● **INFORMATION SUPPLIED**
- - -

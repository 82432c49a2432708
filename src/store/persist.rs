//! Persistence backends for the configuration store.

use std::fs;
use std::path::PathBuf;
use std::sync::Mutex;

use crate::error::{Error, Result};
use crate::store::Snapshot;

/// Storage contract behind the store.
///
/// Treated as a black box by the store: load on open, save on every
/// accepted commit.
pub trait Persistence: Send + Sync {
    /// Load the persisted snapshot, or `None` if nothing was ever saved.
    fn load(&self) -> Result<Option<Snapshot>>;

    /// Persist a snapshot, replacing any previous state.
    fn save(&self, snapshot: &Snapshot) -> Result<()>;
}

/// JSON file persistence used by the server binary.
pub struct FilePersistence {
    path: PathBuf,
}

impl FilePersistence {
    pub fn new(path: impl Into<PathBuf>) -> Self {
        Self { path: path.into() }
    }
}

impl Persistence for FilePersistence {
    fn load(&self) -> Result<Option<Snapshot>> {
        if !self.path.exists() {
            return Ok(None);
        }
        let content = fs::read_to_string(&self.path)?;
        let snapshot = serde_json::from_str(&content)
            .map_err(|e| Error::Persistence(format!("corrupt store file: {e}")))?;
        Ok(Some(snapshot))
    }

    fn save(&self, snapshot: &Snapshot) -> Result<()> {
        let content = serde_json::to_vec_pretty(snapshot)
            .map_err(|e| Error::Persistence(format!("serialize store: {e}")))?;
        // Write-then-rename keeps a crash from truncating the store.
        let tmp = self.path.with_extension("json.tmp");
        fs::write(&tmp, content)?;
        fs::rename(&tmp, &self.path)?;
        Ok(())
    }
}

/// In-memory persistence for tests.
#[derive(Default)]
pub struct MemoryPersistence {
    inner: Mutex<Option<Snapshot>>,
}

impl MemoryPersistence {
    pub fn new() -> Self {
        Self::default()
    }
}

impl Persistence for MemoryPersistence {
    fn load(&self) -> Result<Option<Snapshot>> {
        Ok(self
            .inner
            .lock()
            .map_err(|_| Error::Persistence("poisoned".into()))?
            .clone())
    }

    fn save(&self, snapshot: &Snapshot) -> Result<()> {
        *self
            .inner
            .lock()
            .map_err(|_| Error::Persistence("poisoned".into()))? = Some(snapshot.clone());
        Ok(())
    }
}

- - -

● **YOUR ASSIGNMENT**
Give back the whole listing above, identical in every line.

● **WRITTEN RESPONSE**
repository 82432c49a2432708
filename src/store/persist.rs
//! Persistence backends for the configuration store.

use std::fs;
use std::path::PathBuf;
use std::sync::Mutex;

use crate::error::{Error, Result};
use crate::store::Snapshot;

/// Storage contract behind the store.
///
/// Treated as a black box by the store: load on open, save on every
/// accepted commit.
pub trait Persistence: Send + Sync {
    /// Load the persisted snapshot, or `None` if nothing was ever saved.
    fn load(&self) -> Result<Option<Snapshot>>;

    /// Persist a snapshot, replacing any previous state.
    fn save(&self, snapshot: &Snapshot) -> Result<()>;
}

/// JSON file persistence used by the server binary.
pub struct FilePersistence {
    path: PathBuf,
}

impl FilePersistence {
    pub fn new(path: impl Into<PathBuf>) -> Self {
        Self { path: path.into() }
    }
}

impl Persistence for FilePersistence {
    fn load(&self) -> Result<Option<Snapshot>> {
        if !self.path.exists() {
            return Ok(None);
        }
        let content = fs::read_to_string(&self.path)?;
        let snapshot = serde_json::from_str(&content)
            .map_err(|e| Error::Persistence(format!("corrupt store file: {e}")))?;
        Ok(Some(snapshot))
    }

    fn save(&self, snapshot: &Snapshot) -> Result<()> {
        let content = serde_json::to_vec_pretty(snapshot)
            .map_err(|e| Error::Persistence(format!("serialize store: {e}")))?;
        // Write-then-rename keeps a crash from truncating the store.
        let tmp = self.path.with_extension("json.tmp");
        fs::write(&tmp, content)?;
        fs::rename(&tmp, &self.path)?;
        Ok(())
    }
}

/// In-memory persistence for tests.
#[derive(Default)]
pub struct MemoryPersistence {
    inner: Mutex<Option<Snapshot>>,
}

impl MemoryPersistence {
    pub fn new() -> Self {
        Self::default()
    }
}

impl Persistence for MemoryPersistence {
    fn load(&self) -> Result<Option<Snapshot>> {
        Ok(self
            .inner
            .lock()
            .map_err(|_| Error::Persistence("poisoned".into()))?
            .clone())
    }

    fn save(&self, snapshot: &Snapshot) -> Result<()> {
        *self
            .inner
            .lock()
            .map_err(|_| Error::Persistence("poisoned".into()))? = Some(snapshot.clone());
        Ok(())
    }
}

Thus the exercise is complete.